Salary Survey Extra is a series of weekly dispatches that give added insight into the findings of both our annual Salary Survey and our smaller Salary Survey PLUS polls. These posts contain previously unpublished Salary Survey data.
Thanks to corporate America's (corporate everywhere's, really) still dubiously beneficial imperative to "have a presence" on social media, employees who use a computer to get their work done every day have a viable excuse to occasionally pop over to Facebook or Twitter and, you know, see what's happening. "I had to tweet the company's fourth-quarter financial earnings," is the new, "No, that was just a five-minute power nap on my smoke break."
It's equally vital, in the minds of many, for individuals to have a strong, engaged social media profile. You might need those credentials, for example, to impress your next employer.

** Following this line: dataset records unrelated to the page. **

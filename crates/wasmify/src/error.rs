use thiserror::Error;

pub type WasmifyResult<T> = Result<T, WasmifyError>;

/// Error kinds surfaced by the SDK.
///
/// A failed HTTP exchange is reported as [`WasmifyError::Network`] whether
/// the connection was refused or the server answered with a non-200 status.
#[derive(Debug, Error)]
pub enum WasmifyError {
    #[error("Invalid parameter: {0}")]
    InvalidParameter(&'static str),

    #[error("Network request failed")]
    Network,

    #[error("Failed to parse data: {0}")]
    Parse(String),

    #[error("WebAssembly execution failed: {0}")]
    Execution(String),

    #[error("Out of memory")]
    Memory,
}

impl WasmifyError {
    /// Numeric code compatible with the C SDK's `wasmify_error_t`.
    pub fn code(&self) -> i32 {
        match self {
            WasmifyError::InvalidParameter(_) => -1,
            WasmifyError::Network => -2,
            WasmifyError::Parse(_) => -3,
            WasmifyError::Execution(_) => -4,
            WasmifyError::Memory => -5,
        }
    }
}

impl From<serde_json::Error> for WasmifyError {
    fn from(e: serde_json::Error) -> Self {
        WasmifyError::Parse(e.to_string())
    }
}
use std::path::PathBuf;

use clap::{Parser, Subcommand};
use wasmify_config::ClientConfig;

/// Run and manage WebAssembly modules on Wasmify.
#[derive(Parser, Debug)]
#[command(name = "wasmify", version, about)]
pub struct Cli {
    /// Path to a YAML client config file.
    #[arg(long, global = true)]
    pub config: Option<PathBuf>,

    /// Base URL of the Wasmify API.
    #[arg(long, global = true)]
    pub api_url: Option<String>,

    /// API key sent as a bearer token.
    #[arg(long, global = true)]
    pub api_key: Option<String>,

    /// Request timeout in seconds.
    #[arg(long, global = true, allow_negative_numbers = true)]
    pub timeout: Option<i64>,

    #[command(subcommand)]
    pub command: Command,
}

#[derive(Subcommand, Debug)]
pub enum Command {
    /// Execute a function of a local .wasm file and print the result.
    Run {
        file: String,
        function: String,
        args: Vec<String>,
    },
    /// Execute a function of an uploaded module.
    Execute {
        module_id: String,
        function: String,
        args: Vec<String>,
    },
    /// Upload a .wasm file.
    Upload {
        file: String,
        #[arg(long)]
        name: String,
        #[arg(long, default_value = wasmify::DEFAULT_MODULE_VERSION)]
        version: String,
    },
    /// List uploaded modules.
    List,
    /// Show one uploaded module.
    Info { module_id: String },
    /// Deploy an uploaded module to edge regions.
    Deploy {
        module_id: String,
        /// Target region; repeat for several. Defaults to global.
        #[arg(long = "region")]
        regions: Vec<String>,
    },
    /// Upload a .wasm file and deploy it in one step.
    Publish {
        file: String,
        #[arg(long)]
        name: String,
        #[arg(long = "region")]
        regions: Vec<String>,
    },
}

impl Cli {
    /// Config file, then environment, then command-line flags.
    pub fn client_config(&self) -> anyhow::Result<ClientConfig> {
        let config = match &self.config {
            Some(path) => ClientConfig::load(path)
                .map_err(|e| anyhow::anyhow!("Failed to load client config: {}", e))?,
            None => ClientConfig::default(),
        };
        let config = config.apply_env().map_err(|e| anyhow::anyhow!(e))?;
        self.apply_flags(config)
    }

    pub fn apply_flags(&self, mut config: ClientConfig) -> anyhow::Result<ClientConfig> {
        if let Some(url) = &self.api_url {
            config.api_url = Some(url.clone());
        }
        if let Some(key) = &self.api_key {
            config.api_key = Some(key.clone());
        }
        if let Some(timeout) = self.timeout {
            config.timeout = timeout;
        }
        config.validate().map_err(|e| anyhow::anyhow!(e))?;
        Ok(config)
    }
}

#[cfg(test)]
mod tests {
    use clap::CommandFactory as _;

    use super::*;

    #[test]
    fn command_definition_is_consistent() {
        Cli::command().debug_assert();
    }

    #[test]
    fn parses_run_with_trailing_args() {
        let cli = Cli::try_parse_from(["wasmify", "run", "add.wasm", "add", "1", "2"]).unwrap();
        match cli.command {
            Command::Run {
                file,
                function,
                args,
            } => {
                assert_eq!(file, "add.wasm");
                assert_eq!(function, "add");
                assert_eq!(args, vec!["1", "2"]);
            }
            other => panic!("unexpected command: {other:?}"),
        }
    }

    #[test]
    fn parses_repeated_regions_and_global_flags() {
        let cli = Cli::try_parse_from([
            "wasmify",
            "deploy",
            "mod-1",
            "--region",
            "eu-west",
            "--region",
            "us-east",
            "--api-key",
            "k",
        ])
        .unwrap();
        assert_eq!(cli.api_key.as_deref(), Some("k"));
        match cli.command {
            Command::Deploy { module_id, regions } => {
                assert_eq!(module_id, "mod-1");
                assert_eq!(regions, vec!["eu-west", "us-east"]);
            }
            other => panic!("unexpected command: {other:?}"),
        }
    }

    #[test]
    fn upload_version_defaults() {
        let cli = Cli::try_parse_from(["wasmify", "upload", "a.wasm", "--name", "a"]).unwrap();
        match cli.command {
            Command::Upload { version, .. } => assert_eq!(version, "1.0.0"),
            other => panic!("unexpected command: {other:?}"),
        }
    }

    #[test]
    fn flags_override_config() {
        let cli = Cli::try_parse_from([
            "wasmify",
            "--api-url",
            "https://flag.example/api",
            "--timeout",
            "-1",
            "list",
        ])
        .unwrap();
        let base = ClientConfig {
            api_url: Some("https://file.example/api".to_string()),
            api_key: Some("file-key".to_string()),
            timeout: 9,
        };

        let config = cli.apply_flags(base).unwrap();
        assert_eq!(config.api_url.as_deref(), Some("https://flag.example/api"));
        assert_eq!(config.api_key.as_deref(), Some("file-key"));
        assert_eq!(config.timeout, -1);
    }

    #[test]
    fn invalid_flag_url_is_rejected() {
        let cli = Cli::try_parse_from(["wasmify", "--api-url", "localhost", "list"]).unwrap();
        assert!(cli.apply_flags(ClientConfig::default()).is_err());
    }
}
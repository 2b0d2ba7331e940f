//! Process-wide SDK state.
//!
//! The HTTP transport needs no global setup, but the SDK keeps the
//! `init`/`cleanup` pair so applications can bracket their use of it. The
//! flag is an atomic, so racing first calls from several threads are safe.

use std::sync::atomic::{AtomicBool, Ordering};

use crate::error::WasmifyResult;

static INITIALIZED: AtomicBool = AtomicBool::new(false);

/// Mark the SDK as initialized. Calling it again is a no-op.
pub fn init() -> WasmifyResult<()> {
    if INITIALIZED
        .compare_exchange(false, true, Ordering::AcqRel, Ordering::Acquire)
        .is_ok()
    {
        tracing::debug!("Wasmify SDK initialized");
    }
    Ok(())
}

/// Tear down the SDK state. Does nothing unless [`init`] ran before.
pub fn cleanup() {
    if INITIALIZED
        .compare_exchange(true, false, Ordering::AcqRel, Ordering::Acquire)
        .is_ok()
    {
        tracing::debug!("Wasmify SDK cleaned up");
    }
}

pub fn is_initialized() -> bool {
    INITIALIZED.load(Ordering::Acquire)
}
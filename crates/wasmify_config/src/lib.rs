use std::{fmt, path::Path, time::Duration};

use serde::{Deserialize, Serialize};

pub type Result<T> = std::result::Result<T, String>;

/// Base URL used when no API URL is configured.
pub const DEFAULT_API_URL: &str = "http://localhost:3000/api";

/// Request timeout (seconds) used when the configured timeout is not positive.
pub const DEFAULT_TIMEOUT_SECS: u64 = 30;

pub const ENV_API_URL: &str = "WASMIFY_API_URL";
pub const ENV_API_KEY: &str = "WASMIFY_API_KEY";
pub const ENV_TIMEOUT: &str = "WASMIFY_TIMEOUT";

/// Settings for a Wasmify client, as written by the user.
///
/// Every field is optional. Defaults are applied by [`ClientConfig::resolve`],
/// not at parse time, so a config can be layered (file, environment, flags)
/// before it is frozen.
#[derive(Debug, Clone, PartialEq, Eq, Default, Serialize, Deserialize)]
#[serde(deny_unknown_fields)]
pub struct ClientConfig {
    /// Base URL of the Wasmify API, e.g. `https://wasmify.example.com/api`.
    #[serde(default)]
    pub api_url: Option<String>,
    /// API key sent as a bearer token.
    #[serde(default)]
    pub api_key: Option<String>,
    /// Request timeout in seconds.
    /// condition: values <= 0 mean "use the default"
    #[serde(default)]
    pub timeout: i64,
}

impl ClientConfig {
    pub fn load<P: AsRef<Path>>(path: P) -> Result<Self> {
        let path = path.as_ref();
        let config: ClientConfig = serde_yaml::from_reader(
            std::fs::File::open(path).map_err(|e| format!("Failed to open file: {}", e))?,
        )
        .map_err(|e| format!("Failed to parse YAML: {}", e))?;
        config.validate()?;

        Ok(config)
    }

    /// Overlay `WASMIFY_API_URL`, `WASMIFY_API_KEY` and `WASMIFY_TIMEOUT` from the process environment.
    pub fn apply_env(self) -> Result<Self> {
        self.apply_env_with(|key| std::env::var(key).ok())
    }

    /// Same as [`ClientConfig::apply_env`] but reads variables through `lookup`.
    pub fn apply_env_with<F>(mut self, lookup: F) -> Result<Self>
    where
        F: Fn(&str) -> Option<String>,
    {
        if let Some(url) = lookup(ENV_API_URL) {
            self.api_url = Some(url);
        }
        if let Some(key) = lookup(ENV_API_KEY) {
            self.api_key = Some(key);
        }
        if let Some(timeout) = lookup(ENV_TIMEOUT) {
            self.timeout = timeout
                .trim()
                .parse()
                .map_err(|e| format!("Invalid {} value '{}': {}", ENV_TIMEOUT, timeout, e))?;
        }
        self.validate()?;

        Ok(self)
    }

    pub fn validate(&self) -> Result<()> {
        if let Some(url) = &self.api_url {
            if url.is_empty() {
                return Err("API URL must not be empty".to_string());
            }

            if !url.starts_with("http://") && !url.starts_with("https://") {
                return Err(format!(
                    "API URL must start with http:// or https://: {}",
                    url
                ));
            }
        }

        if matches!(self.api_key.as_deref(), Some("")) {
            return Err("API key must not be empty when specified".to_string());
        }

        Ok(())
    }

    /// Apply defaults and freeze the settings.
    ///
    /// The result owns copies of every string, so the caller's config can be
    /// dropped or modified afterwards.
    pub fn resolve(&self) -> ResolvedConfig {
        let api_url = self
            .api_url
            .as_deref()
            .unwrap_or(DEFAULT_API_URL)
            .trim_end_matches('/')
            .to_string();
        let api_key = self.api_key.clone().filter(|key| !key.is_empty());
        let timeout = match u64::try_from(self.timeout) {
            Ok(secs) if secs > 0 => Duration::from_secs(secs),
            _ => Duration::from_secs(DEFAULT_TIMEOUT_SECS),
        };

        ResolvedConfig {
            api_url,
            api_key,
            timeout,
        }
    }
}

/// Client settings with every default applied.
#[derive(Clone, PartialEq, Eq)]
pub struct ResolvedConfig {
    /// Base URL without a trailing slash.
    pub api_url: String,
    pub api_key: Option<String>,
    pub timeout: Duration,
}

impl fmt::Debug for ResolvedConfig {
    fn fmt(&self, f: &mut fmt::Formatter<'_>) -> fmt::Result {
        f.debug_struct("ResolvedConfig")
            .field("api_url", &self.api_url)
            .field("api_key", &self.api_key.as_ref().map(|_| "<redacted>"))
            .field("timeout", &self.timeout)
            .finish()
    }
}
/// Identifier returned by the simulated module upload.
pub const SIMULATED_MODULE_ID: &str = "simulated-module-id";

/// Identifier returned by the simulated edge deployment.
pub const SIMULATED_DEPLOYMENT_ID: &str = "simulated-deployment-id";

/// Result text returned by the simulated remote execution.
pub const SIMULATED_EXECUTION_RESULT: &str = "simulated execution result";

pub const SIMULATED_EXECUTION_TIME_MS: f64 = 42.5;

/// Memory usage reported by every simulated execution. (1MB)
pub const SIMULATED_MEMORY_USED: usize = 1024 * 1024;

/// Iterations spun by the local executor to emulate work.
pub(crate) const LOCAL_EXECUTION_ITERATIONS: u32 = 1_000_000;

/// Version used by `deploy_to_cloud` when uploading.
pub const DEFAULT_MODULE_VERSION: &str = "1.0.0";

/// Region reported for deployments that name no region.
pub(crate) const GLOBAL_REGION: &str = "global";

// Execution limits sent with every remote execution request.
pub(crate) const EXECUTION_MEMORY_MIN: u32 = 64;
pub(crate) const EXECUTION_MEMORY_MAX: u32 = 512;
pub(crate) const EXECUTION_MAX_TIME_MS: u64 = 30_000;

pub(crate) const MAX_REDIRECTS: usize = 10;

pub(crate) const USER_AGENT: &str = concat!("wasmify/", env!("CARGO_PKG_VERSION"));
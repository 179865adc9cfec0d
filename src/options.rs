// Copyright (c) 2018-2025  Brendan Molloy <brendan@bbqsrc.net>,
//                          Ilya Solovyiov <ilya.solovyiov@gmail.com>,
//                          Kai Ren <tyranron@gmail.com>
//
// Licensed under the Apache License, Version 2.0 <LICENSE-APACHE or
// http://www.apache.org/licenses/LICENSE-2.0> or the MIT license
// <LICENSE-MIT or http://opensource.org/licenses/MIT>, at your
// option. This file may not be copied, modified, or distributed
// except according to those terms.

//! Options of the report conversion.

use smart_default::SmartDefault;

/// Options of converting a Cucumber JSON report into a JUnit XML report.
///
/// Constructed once per conversion by the caller and passed down
/// immutably, so a single instance is safe to reuse across calls.
#[derive(Clone, Debug, Eq, PartialEq, SmartDefault)]
pub struct JunitOptions {
    /// Indentation of the produced XML document, or [`None`] to produce it
    /// as a single line.
    #[default(Some(Indent::default()))]
    pub indent: Option<Indent>,

    /// Whether to start the document with an `<?xml?>` declaration.
    ///
    /// The document stays well-formed without one.
    #[default = true]
    pub declaration: bool,

    /// Whether `pending` and `undefined` steps should be reported as
    /// failures instead of skips, making CI fail on incomplete step
    /// coverage.
    pub strict: bool,

    /// Literal prefix prepended to the name of every produced
    /// `<testsuite>` and `<testcase>`.
    pub prefix: String,
}

/// Indentation of a produced XML document: `width` repetitions of
/// `character` per nesting level.
#[derive(Clone, Copy, Debug, Eq, PartialEq, SmartDefault)]
pub struct Indent {
    /// Byte repeated to indent nested elements.
    #[default(b' ')]
    pub character: u8,

    /// Number of [`Indent::character`] repetitions per nesting level.
    #[default = 4]
    pub width: usize,
}

impl Indent {
    /// Creates an [`Indent`] of `width` spaces per nesting level.
    #[must_use]
    pub const fn spaces(width: usize) -> Self {
        Self { character: b' ', width }
    }

    /// Creates an [`Indent`] of `width` tabs per nesting level.
    #[must_use]
    pub const fn tabs(width: usize) -> Self {
        Self { character: b'\t', width }
    }
}
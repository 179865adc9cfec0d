// Copyright (c) 2018-2025  Brendan Molloy <brendan@bbqsrc.net>,
//                          Ilya Solovyiov <ilya.solovyiov@gmail.com>,
//                          Kai Ren <tyranron@gmail.com>
//
// Licensed under the Apache License, Version 2.0 <LICENSE-APACHE or
// http://www.apache.org/licenses/LICENSE-2.0> or the MIT license
// <LICENSE-MIT or http://opensource.org/licenses/MIT>, at your
// option. This file may not be copied, modified, or distributed
// except according to those terms.

//! Mapping of Cucumber JSON report entities into JUnit XML elements.
//!
//! Three nested stages, leaves first: a step becomes a `<testcase>`, a
//! scenario becomes a `<testsuite>` aggregating its steps' counts, and a
//! feature becomes one `<testsuite>` per non-background scenario.

use serde_json::Value;
use tracing::{debug, trace};

use crate::{
    error::{ConvertError, Result},
    options::JunitOptions,
    report::{Element, ElementType, Feature, Status, Step},
};

use super::element::{CaseStatus, Failure, Property, TestCase, TestSuite};

/// Nanoseconds in a second, for step `duration` conversion.
const NANOS_IN_SECOND: f64 = 1_000_000_000.0;

/// Converts a single non-hidden [`Step`] into a `<testcase>` element.
///
/// The owning scenario supplies the `classname` attribute.
pub(crate) fn convert_step(
    step: &Step,
    scenario: &Element,
    options: &JunitOptions,
) -> Result<TestCase> {
    let name = format!("{}{}{}", options.prefix, step.keyword, step.name);

    let status = match step.result.status {
        Status::Passed | Status::Other => CaseStatus::Passed,
        Status::Failed => {
            let message =
                step.result.error_message.as_deref().ok_or_else(|| {
                    ConvertError::MissingErrorMessage { step: name.clone() }
                })?;
            CaseStatus::Failed(Failure::from_message(message))
        }
        Status::Pending if options.strict => {
            CaseStatus::Failed(Failure::from_message("Pending"))
        }
        Status::Undefined if options.strict => {
            CaseStatus::Failed(Failure::from_message(undefined_step_message(
                step,
            )))
        }
        Status::Skipped | Status::Pending | Status::Undefined => {
            CaseStatus::Skipped
        }
    };

    Ok(TestCase {
        name,
        classname: scenario.id.clone(),
        time: step
            .result
            .duration
            .filter(|ns| *ns != 0)
            .map(|ns| ns as f64 / NANOS_IN_SECOND),
        status,
    })
}

/// Failure message reported for an `undefined` step in strict mode.
///
/// Names the step and offers a definition skeleton in the idiom of the
/// JavaScript runner producing these reports. Deterministic for identical
/// steps.
fn undefined_step_message(step: &Step) -> String {
    format!(
        "Undefined step. Implement with the following snippet:\n\n  \
         this.{}(/^{}$/, function (callback) {{\n      \
         callback(null, 'pending');\n  }});\n",
        step.keyword.trim(),
        step.name,
    )
}

/// Converts a single scenario [`Element`] into a `<testsuite>` element.
///
/// Tags become `<property>`s valued `true`, arbitrary properties follow in
/// their original order, and every non-hidden step is counted and
/// converted. A scenario without steps yields zero counts and no cases.
pub(crate) fn convert_scenario(
    scenario: &Element,
    options: &JunitOptions,
) -> Result<TestSuite> {
    trace!(id = scenario.id.as_str(), "converting scenario");

    let mut suite =
        TestSuite::new(format!("{}{}", options.prefix, scenario.id));

    for tag in &scenario.tags {
        suite
            .properties
            .push(Property::new(tag.name(), &Value::Bool(true)));
    }
    for (name, value) in &scenario.properties {
        suite.properties.push(Property::new(name.clone(), value));
    }

    for step in scenario.steps.iter().filter(|s| !s.hidden) {
        suite.counts.tests += 1;
        let case = convert_step(step, scenario, options)?;
        if case.status.is_failure() {
            suite.counts.failures += 1;
        } else if case.status.is_skipped() {
            suite.counts.skipped += 1;
        }
        suite.cases.push(case);
    }

    Ok(suite)
}

/// Converts a [`Feature`] into `<testsuite>` elements, one per
/// non-background [`Element`], preserving their original order.
///
/// A feature with a `uri` gets it appended to every produced suite as a
/// trailing `URI` property.
pub(crate) fn convert_feature(
    feature: &Feature,
    options: &JunitOptions,
) -> Result<Vec<TestSuite>> {
    debug!(
        uri = feature.uri.as_deref().unwrap_or(""),
        elements = feature.elements.len(),
        "converting feature",
    );

    feature
        .elements
        .iter()
        .filter(|el| el.r#type != ElementType::Background)
        .map(|el| {
            let mut suite = convert_scenario(el, options)?;
            if let Some(uri) = &feature.uri {
                suite.properties.push(Property {
                    name: "URI".to_owned(),
                    value: uri.clone(),
                });
            }
            Ok(suite)
        })
        .collect()
}
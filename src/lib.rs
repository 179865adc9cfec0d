// Copyright (c) 2018-2025  Brendan Molloy <brendan@bbqsrc.net>,
//                          Ilya Solovyiov <ilya.solovyiov@gmail.com>,
//                          Kai Ren <tyranron@gmail.com>
//
// Licensed under the Apache License, Version 2.0 <LICENSE-APACHE or
// http://www.apache.org/licenses/LICENSE-2.0> or the MIT license
// <LICENSE-MIT or http://opensource.org/licenses/MIT>, at your
// option. This file may not be copied, modified, or distributed
// except according to those terms.

//! Converter of [Cucumber JSON format][1] test reports into [JUnit XML
//! report][2] documents, as consumed by CI dashboards.
//!
//! The conversion is a pure, deterministic, single-pass transform: a report
//! of features/scenarios/steps goes in, an XML document of
//! testsuites/testcases comes out, with counts, durations and
//! pass/fail/skip classification computed along the way. Reading the input
//! and writing the output are the caller's business: the only contract here
//! is bytes in, text out.
//!
//! ```rust
//! use cucumber_junit::{report_to_junit, JunitOptions};
//!
//! let report = r#"[{"uri": "features/foo.feature", "elements": []}]"#;
//! let xml = report_to_junit(report, &JunitOptions::default())?;
//!
//! assert!(xml.starts_with(r#"<?xml version="1.0" encoding="UTF-8"?>"#));
//! # Ok::<_, cucumber_junit::ConvertError>(())
//! ```
//!
//! [1]: https://github.com/cucumber/cucumber-json-schema
//! [2]: https://llg.cubic.org/docs/junit

pub mod error;
pub mod junit;
pub mod options;
pub mod report;

pub use self::{
    error::{ConvertError, Result},
    junit::report_to_junit,
    options::{Indent, JunitOptions},
};
// Copyright (c) 2018-2025  Brendan Molloy <brendan@bbqsrc.net>,
//                          Ilya Solovyiov <ilya.solovyiov@gmail.com>,
//                          Kai Ren <tyranron@gmail.com>
//
// Licensed under the Apache License, Version 2.0 <LICENSE-APACHE or
// http://www.apache.org/licenses/LICENSE-2.0> or the MIT license
// <LICENSE-MIT or http://opensource.org/licenses/MIT>, at your
// option. This file may not be copied, modified, or distributed
// except according to those terms.

//! Element tree of a [JUnit XML report][1].
//!
//! Ownership here is strictly tree-shaped and call-scoped: every element
//! belongs to exactly one parent until final serialization.
//!
//! [1]: https://llg.cubic.org/docs/junit

use serde_json::Value;

/// Root `<testsuites>` element of a JUnit XML report.
#[derive(Clone, Debug, Default)]
pub struct TestSuites {
    /// `<testsuite>` elements, in original report order.
    pub suites: Vec<TestSuite>,
}

/// Single `<testsuite>` element, produced from one scenario.
#[derive(Clone, Debug)]
pub struct TestSuite {
    /// Name of this suite, or [`None`] for the attribute-less placeholder
    /// suite marking a parsed report without any qualifying scenarios.
    pub name: Option<String>,

    /// Aggregated [`SuiteCounts`] of this suite.
    pub counts: SuiteCounts,

    /// `<property>` elements of the nested `<properties>` container.
    pub properties: Vec<Property>,

    /// `<testcase>` elements, in original step order.
    pub cases: Vec<TestCase>,
}

impl TestSuite {
    /// Creates a new [`TestSuite`] with the given name, zero counts and no
    /// children.
    #[must_use]
    pub fn new(name: impl Into<String>) -> Self {
        Self {
            name: Some(name.into()),
            counts: SuiteCounts::default(),
            properties: vec![],
            cases: vec![],
        }
    }

    /// Creates the placeholder [`TestSuite`] substituted when a parsed
    /// report produces no scenarios.
    #[must_use]
    pub fn placeholder() -> Self {
        Self {
            name: None,
            counts: SuiteCounts::default(),
            properties: vec![],
            cases: vec![],
        }
    }

    /// Indicates whether this is the placeholder suite.
    #[must_use]
    pub fn is_placeholder(&self) -> bool {
        self.name.is_none()
    }
}

/// Aggregated counts of a [`TestSuite`].
///
/// `tests` equals the number of non-hidden steps of the source scenario,
/// `failures` and `skipped` are the classified subsets of those.
#[derive(Clone, Copy, Debug, Default, Eq, PartialEq)]
pub struct SuiteCounts {
    /// Number of emitted [`TestCase`]s.
    pub tests: usize,

    /// Number of [`TestCase`]s carrying a `<failure>` child.
    pub failures: usize,

    /// Number of [`TestCase`]s carrying a `<skipped>` child.
    pub skipped: usize,
}

/// Single `<property>` element of a `<properties>` container.
#[derive(Clone, Debug, Eq, PartialEq)]
pub struct Property {
    /// `name` attribute.
    pub name: String,

    /// `value` attribute.
    pub value: String,
}

impl Property {
    /// Creates a [`Property`] out of a name and a JSON value.
    ///
    /// Strings are taken verbatim. Any other value renders as its compact
    /// JSON text: booleans as `true`/`false`, numbers and `null` as
    /// written, nested arrays/objects as one-line JSON.
    #[must_use]
    pub fn new(name: impl Into<String>, value: &Value) -> Self {
        Self {
            name: name.into(),
            value: match value {
                Value::String(s) => s.clone(),
                other => other.to_string(),
            },
        }
    }
}

/// Single `<testcase>` element, produced from one step.
#[derive(Clone, Debug)]
pub struct TestCase {
    /// `name` attribute: the step's keyword and name, optionally prefixed.
    pub name: String,

    /// `classname` attribute: identifier of the owning scenario.
    pub classname: String,

    /// `time` attribute, in seconds. [`None`] when the step reported no
    /// (or zero) duration, in which case the attribute is omitted rather
    /// than defaulted.
    pub time: Option<f64>,

    /// Classification of this case's outcome.
    pub status: CaseStatus,
}

/// Classification child of a [`TestCase`]: zero or one of these.
#[derive(Clone, Debug)]
pub enum CaseStatus {
    /// No classification child: the step passed (or reported an
    /// unrecognized status).
    Passed,

    /// `<failure>` child.
    Failed(Failure),

    /// `<skipped>` child with an empty `message` attribute.
    Skipped,
}

impl CaseStatus {
    /// Indicates whether this status carries a `<failure>` child.
    #[must_use]
    pub const fn is_failure(&self) -> bool {
        matches!(self, Self::Failed(_))
    }

    /// Indicates whether this status carries a `<skipped>` child.
    #[must_use]
    pub const fn is_skipped(&self) -> bool {
        matches!(self, Self::Skipped)
    }
}

/// Single `<failure>` element of a [`TestCase`].
#[derive(Clone, Debug, Eq, PartialEq)]
pub struct Failure {
    /// `message` attribute: first line of the reported error.
    pub message: String,

    /// Text content: the full reported error, unmodified.
    pub body: String,
}

impl Failure {
    /// Creates a [`Failure`] out of the given error message.
    ///
    /// The `message` attribute becomes the text up to (excluding) the
    /// first newline, while the body keeps the whole message with its
    /// embedded newlines. Without a newline both are equal.
    #[must_use]
    pub fn from_message(message: impl Into<String>) -> Self {
        let body = message.into();
        let message = body
            .split('\n')
            .next()
            .unwrap_or_default()
            .to_owned();
        Self { message, body }
    }
}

Or it could help you stay current and engaged in various aspects of whatever IT realm is your area of expertise. Many IT security professionals stay abreast of the latest news about security threats and incidents using Twitter or various news aggregation apps.
For these and other reasons, we included a special query about social media usage at the end of our recently concluded Cybersecurity Salary Survey. Here's how that question appeared on the survey:
The social networking tool I care most about is:
- Myspace
- Google+
- Rolodex
The big winner, it turns out, is the employment networking site LinkedIn, which helps users detail their professional background and connect to hundreds of other individuals in an ever-expanding web that eventually forges cyberbonds of workerhood between enterprising linkers and everyone from Kevin Bacon to Pope Francis. Theoretically, anyway. Some have also reported that LinkedIn's biggest impact is in units of time spent deleting e-mails from people requesting you to join their network. (E-mails that many in-Linked professionals claim never to have sent in the first place. Darn auto-invites!)
At any rate, nearly 43 percent of security professionals who responded to our survey prefer LinkedIn to all other options, or at least to all of the other options we listed. The Force is also strong with Facebook, the first choice of 38.4 percent of those surveyed, meaning that social media preference is a surprisingly binary choice for most. One either allocates the primary focus of one's social media effort to LinkedIn, or one allocates it to Facebook.
Twitter, somewhat shockingly, is the first-choice tool of a mere 7.1 percent of those surveyed. That's better than Google+ (2.8 percent) and Instagram (2 percent), but even this classic gizmo is still first in the hearts of 4.7 percent of respondents. Or, you know, maybe those 4.7 percent are really Twitter (or LinkedIn, or Facebook) users who just enjoy a good survey wisecrack.
HOLEY SUSTENANCE—Cybersecurity pros have strong opinions about one of the most preeminent items available for mid-morning office snacking. We asked how those surveyed how they take their bagel— with or without schmear— we found that there's a pronounced preference for flavored cream cheese products. About 34 percent require schmear, compared to just 7.7 percent who are schmear-averse. Yes, that adds up to fewer than half of 100 percent. We actually worded the question, "The best way to eat a bagel is," and the other choices were "When it's actually a donut" (28.8 percent) and "Either way, I'm not touching it unless there's coffee" (29.8 percent).